Data for this task

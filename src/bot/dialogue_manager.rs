//! Dialogue Manager module: the checkout state machine.
//!
//! Add-to-cart runs `Idle -> AwaitingCount -> AwaitingConfirmation -> Idle`;
//! buying runs `Idle -> AwaitingDeliveryLocation -> Idle` and ends with an
//! invoice. Session mutations are saved before any outbound call, so a failed
//! send never leaves the conversation half transitioned.

use anyhow::Result;
use chrono::Utc;
use std::num::NonZeroU32;
use teloxide::types::ReplyMarkup;
use tracing::{debug, error, info, warn};

use crate::catalog::{Product, ProductId};
use crate::clients::Client;
use crate::dialogue::{
    parse_quantity, validate_delivery_location, CheckoutState, InvoicedLine, PendingPurchase,
    PurchaseTarget, Session,
};
use crate::faq;
use crate::ledger::{AppendOutcome, OrderRecord};
use crate::localization::{t_args_lang, t_lang};
use crate::payment::{
    currency_symbol, format_minor, line_amount_minor, line_total, minor_to_decimal,
    total_amount_minor, ConfirmedPayment, Invoice, PaymentPayload,
};
use crate::shop::{Shop, Turn};

use super::ui_builder::confirmation_keyboard;

/// Priced view of what an invoice is for
struct Purchase {
    description: String,
    amount: i64,
    lines: Vec<InvoicedLine>,
}
//! # Shop Telegram Bot
//!
//! A conversational storefront: users browse a category tree, collect
//! products in a cart, pay through Telegram invoices and get their order
//! written to a ledger.

pub mod bot;
pub mod cart;
pub mod catalog;
pub mod clients;
pub mod config;
pub mod db;
pub mod dialogue;
pub mod errors;
pub mod faq;
pub mod ledger;
pub mod localization;
pub mod membership;
pub mod memory;
pub mod messenger;
pub mod notifier;
pub mod pagination;
pub mod payment;
pub mod shop;
//! # Localization Tests
//!
//! Message retrieval and formatting for the shop texts in both locales.

use shopbot::localization::{t_args_lang, t_lang, LocalizationManager};

#[cfg(test)]
mod tests {
    use super::*;

    fn setup_localization() -> LocalizationManager {
        LocalizationManager::new().expect("Failed to create localization manager")
    }

    #[test]
    fn test_get_message_existing_key() {
        let manager = setup_localization();

        let message = manager.get_message("cart-title", None, Some("en"));
        assert_eq!(message, "Your cart");
    }

    #[test]
    fn test_get_message_nonexistent_key() {
        let manager = setup_localization();

        let message = manager.get_message("nonexistent-key", None, Some("en"));
        assert!(message.starts_with("Missing translation:"));
    }

    #[test]
    fn test_unsupported_language_falls_back_to_russian() {
        let manager = setup_localization();

        let message = manager.get_message("delivery-prompt", None, Some("fr"));
        assert_eq!(message, manager.get_message("delivery-prompt", None, Some("ru")));
    }

    #[test]
    fn test_get_message_with_args() {
        let manager = setup_localization();

        let message = manager.get_message_with_args(
            "payment-product",
            &[
                ("title", "Pixel"),
                ("count", "2"),
                ("amount", "399.98"),
                ("currency", "₽"),
            ],
            Some("en"),
        );
        assert_eq!(message, "Thank you for purchasing Pixel (2 pcs) for 399.98 ₽!");
    }

    #[test]
    fn test_get_message_missing_args() {
        let manager = setup_localization();

        // Missing variables are rendered as their names, not dropped silently
        let message = manager.get_message_with_args("welcome", &[], Some("en"));
        assert!(message.starts_with("Hello, "));
        assert!(message.contains("name"));
    }

    #[test]
    fn test_russian_texts() {
        assert_eq!(t_lang("menu-catalog", Some("ru")), "Каталог");
        let line = t_args_lang("cart-line", &[("title", "Чехол"), ("count", "3")], Some("ru"));
        assert!(line.starts_with("Чехол"));
        assert!(line.contains('3'));
    }

    #[test]
    fn test_multiline_messages_keep_line_breaks() {
        let empty = t_lang("cart-empty", Some("en"));
        assert_eq!(empty.lines().count(), 2);
        assert!(empty.contains("/catalog"));
    }
}
//! Customer profiles captured on /start.

use async_trait::async_trait;
use serde::{Deserialize, Serialize};
use teloxide::types::User;

use crate::errors::Result;

/// A Telegram user who has started the bot
#[derive(Debug, Clone, PartialEq, Eq, Serialize, Deserialize)]
pub struct Client {
    pub id: i64,
    pub first_name: String,
    pub last_name: Option<String>,
    pub username: Option<String>,
    pub is_premium: bool,
}

impl Client {
    /// Name used in ledger rows: "@username", falling back to the full name
    pub fn display_name(&self) -> String {
        match &self.username {
            Some(username) => format!("@{username}"),
            None => self.full_name(),
        }
    }

    pub fn full_name(&self) -> String {
        match &self.last_name {
            Some(last) => format!("{} {}", self.first_name, last),
            None => self.first_name.clone(),
        }
    }
}

impl From<&User> for Client {
    fn from(user: &User) -> Self {
        Self {
            id: user.id.0 as i64,
            first_name: user.first_name.clone(),
            last_name: user.last_name.clone(),
            username: user.username.clone(),
            is_premium: user.is_premium,
        }
    }
}

/// Registry of customers, used by /start and the mass notifier
#[async_trait]
pub trait ClientDirectory: Send + Sync {
    /// Create or refresh a profile; returns `true` when it was created
    async fn upsert(&self, client: &Client) -> Result<bool>;

    async fn all(&self) -> Result<Vec<Client>>;
}
//! Inline mode: FAQ answers

use anyhow::Result;
use teloxide::prelude::*;
use teloxide::types::{
    InlineQuery, InlineQueryResult, InlineQueryResultArticle, InputMessageContent,
    InputMessageContentText,
};
use tracing::debug;

use crate::faq::{self, FaqMatch};

/// Inline result for one FAQ entry
pub fn faq_article(entry: &FaqMatch) -> InlineQueryResult {
    InlineQueryResult::Article(
        InlineQueryResultArticle::new(
            format!("faq-{}", entry.index),
            entry.title(),
            InputMessageContent::Text(InputMessageContentText::new(entry.message_text())),
        )
        .description(entry.preview()),
    )
}

/// Answer an inline query with the closest FAQ entries
pub async fn inline_query_handler(bot: Bot, q: InlineQuery) -> Result<()> {
    let results: Vec<InlineQueryResult> = faq::find_matches(&q.query).iter().map(faq_article).collect();
    debug!(user_id = %q.from.id, matches = results.len(), "Answering inline FAQ query");

    bot.answer_inline_query(q.id, results).cache_time(1).await?;
    Ok(())
}
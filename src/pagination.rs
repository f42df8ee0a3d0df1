//! Fixed-size paging over catalog and cart listings.

/// One page of a listing together with its navigation state
#[derive(Debug, Clone, PartialEq)]
pub struct Page<'a, T> {
    pub items: &'a [T],
    /// 1-based page number after clamping
    pub number: u32,
    pub total_pages: u32,
}

impl<T> Page<'_, T> {
    pub fn has_previous(&self) -> bool {
        self.number > 1
    }

    pub fn has_next(&self) -> bool {
        self.number < self.total_pages
    }
}

/// Number of pages needed for `total` entries
pub fn total_pages(total: usize, page_size: usize) -> u32 {
    let page_size = page_size.max(1);
    u32::try_from(total.div_ceil(page_size)).unwrap_or(u32::MAX)
}

/// Clamp a requested page number to `[1, total_pages]`
pub fn clamp_page(page: u32, total_pages: u32) -> u32 {
    page.clamp(1, total_pages.max(1))
}

/// Slice `[(page-1)*size, page*size)` out of `items`, clamping the page first
pub fn paginate<T>(items: &[T], page: u32, page_size: usize) -> Page<'_, T> {
    let page_size = page_size.max(1);
    let total_pages = total_pages(items.len(), page_size);
    let number = clamp_page(page, total_pages);

    let start = (number as usize - 1).saturating_mul(page_size).min(items.len());
    let end = start.saturating_add(page_size).min(items.len());

    Page {
        items: &items[start..end],
        number,
        total_pages,
    }
}

#[cfg(test)]
mod tests {
    use super::*;

    #[test]
    fn test_middle_page_has_both_controls() {
        let items: Vec<u32> = (1..=7).collect();
        let page = paginate(&items, 3, 1);

        assert_eq!(page.items, &[3]);
        assert!(page.has_previous());
        assert!(page.has_next());
    }

    #[test]
    fn test_first_and_last_page_controls() {
        let items: Vec<u32> = (1..=7).collect();

        let first = paginate(&items, 1, 1);
        assert!(!first.has_previous());
        assert!(first.has_next());

        let last = paginate(&items, 7, 1);
        assert_eq!(last.items, &[7]);
        assert!(last.has_previous());
        assert!(!last.has_next());
    }

    #[test]
    fn test_out_of_range_pages_are_clamped() {
        let items: Vec<u32> = (1..=5).collect();

        let past_end = paginate(&items, 9, 2);
        assert_eq!(past_end.number, 3);
        assert_eq!(past_end.items, &[5]);

        let before_start = paginate(&items, 0, 2);
        assert_eq!(before_start.number, 1);
        assert_eq!(before_start.items, &[1, 2]);
    }

    #[test]
    fn test_empty_listing_is_a_single_empty_page() {
        let items: Vec<u32> = Vec::new();
        let page = paginate(&items, 4, 3);

        assert_eq!(page.number, 1);
        assert_eq!(page.total_pages, 0);
        assert!(page.items.is_empty());
        assert!(!page.has_previous());
        assert!(!page.has_next());
    }

    #[test]
    fn test_total_pages_rounds_up() {
        assert_eq!(total_pages(0, 3), 0);
        assert_eq!(total_pages(3, 3), 1);
        assert_eq!(total_pages(4, 3), 2);
    }
}
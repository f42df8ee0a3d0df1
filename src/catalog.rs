//! Catalog entities and the read-only lookup the bot consumes.

use async_trait::async_trait;
use rust_decimal::Decimal;
use serde::{Deserialize, Serialize};
use std::fmt;
use std::str::FromStr;

use crate::errors::Result;

/// Primary key of a product row
#[derive(Debug, Clone, Copy, PartialEq, Eq, PartialOrd, Ord, Hash, Serialize, Deserialize)]
#[serde(transparent)]
pub struct ProductId(pub i64);

/// Primary key of a category row
#[derive(Debug, Clone, Copy, PartialEq, Eq, PartialOrd, Ord, Hash, Serialize, Deserialize)]
#[serde(transparent)]
pub struct CategoryId(pub i64);

impl fmt::Display for ProductId {
    fn fmt(&self, f: &mut fmt::Formatter<'_>) -> fmt::Result {
        write!(f, "{}", self.0)
    }
}

impl fmt::Display for CategoryId {
    fn fmt(&self, f: &mut fmt::Formatter<'_>) -> fmt::Result {
        write!(f, "{}", self.0)
    }
}

impl FromStr for ProductId {
    type Err = std::num::ParseIntError;

    fn from_str(s: &str) -> std::result::Result<Self, Self::Err> {
        s.parse().map(ProductId)
    }
}

impl FromStr for CategoryId {
    type Err = std::num::ParseIntError;

    fn from_str(s: &str) -> std::result::Result<Self, Self::Err> {
        s.parse().map(CategoryId)
    }
}

/// A node of the category tree
#[derive(Debug, Clone, PartialEq)]
pub struct Category {
    pub id: CategoryId,
    pub title: String,
    pub parent_id: Option<CategoryId>,
    /// Leaf categories list products, inner ones list subcategories
    pub has_subcategories: bool,
}

/// A sellable product
#[derive(Debug, Clone, PartialEq)]
pub struct Product {
    pub id: ProductId,
    pub title: String,
    pub description: String,
    /// Price in major units, two decimal places
    pub price: Decimal,
    pub category_id: CategoryId,
}

/// Read-only access to the category tree and product rows.
///
/// Listings are ordered by title. Lookups of a single entity fail with
/// `ShopError::NotFound` when it no longer exists; `products` silently skips
/// missing ids.
#[async_trait]
pub trait Catalog: Send + Sync {
    async fn category(&self, id: CategoryId) -> Result<Category>;

    /// Children of `parent`, or the root categories when `parent` is `None`
    async fn categories(&self, parent: Option<CategoryId>) -> Result<Vec<Category>>;

    async fn products_in(&self, category: CategoryId) -> Result<Vec<Product>>;

    async fn product(&self, id: ProductId) -> Result<Product>;

    async fn products(&self, ids: &[ProductId]) -> Result<Vec<Product>>;
}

Work required
From the listing above, count the lines that include the word "username" and give the total alone.

Result of the exercise
5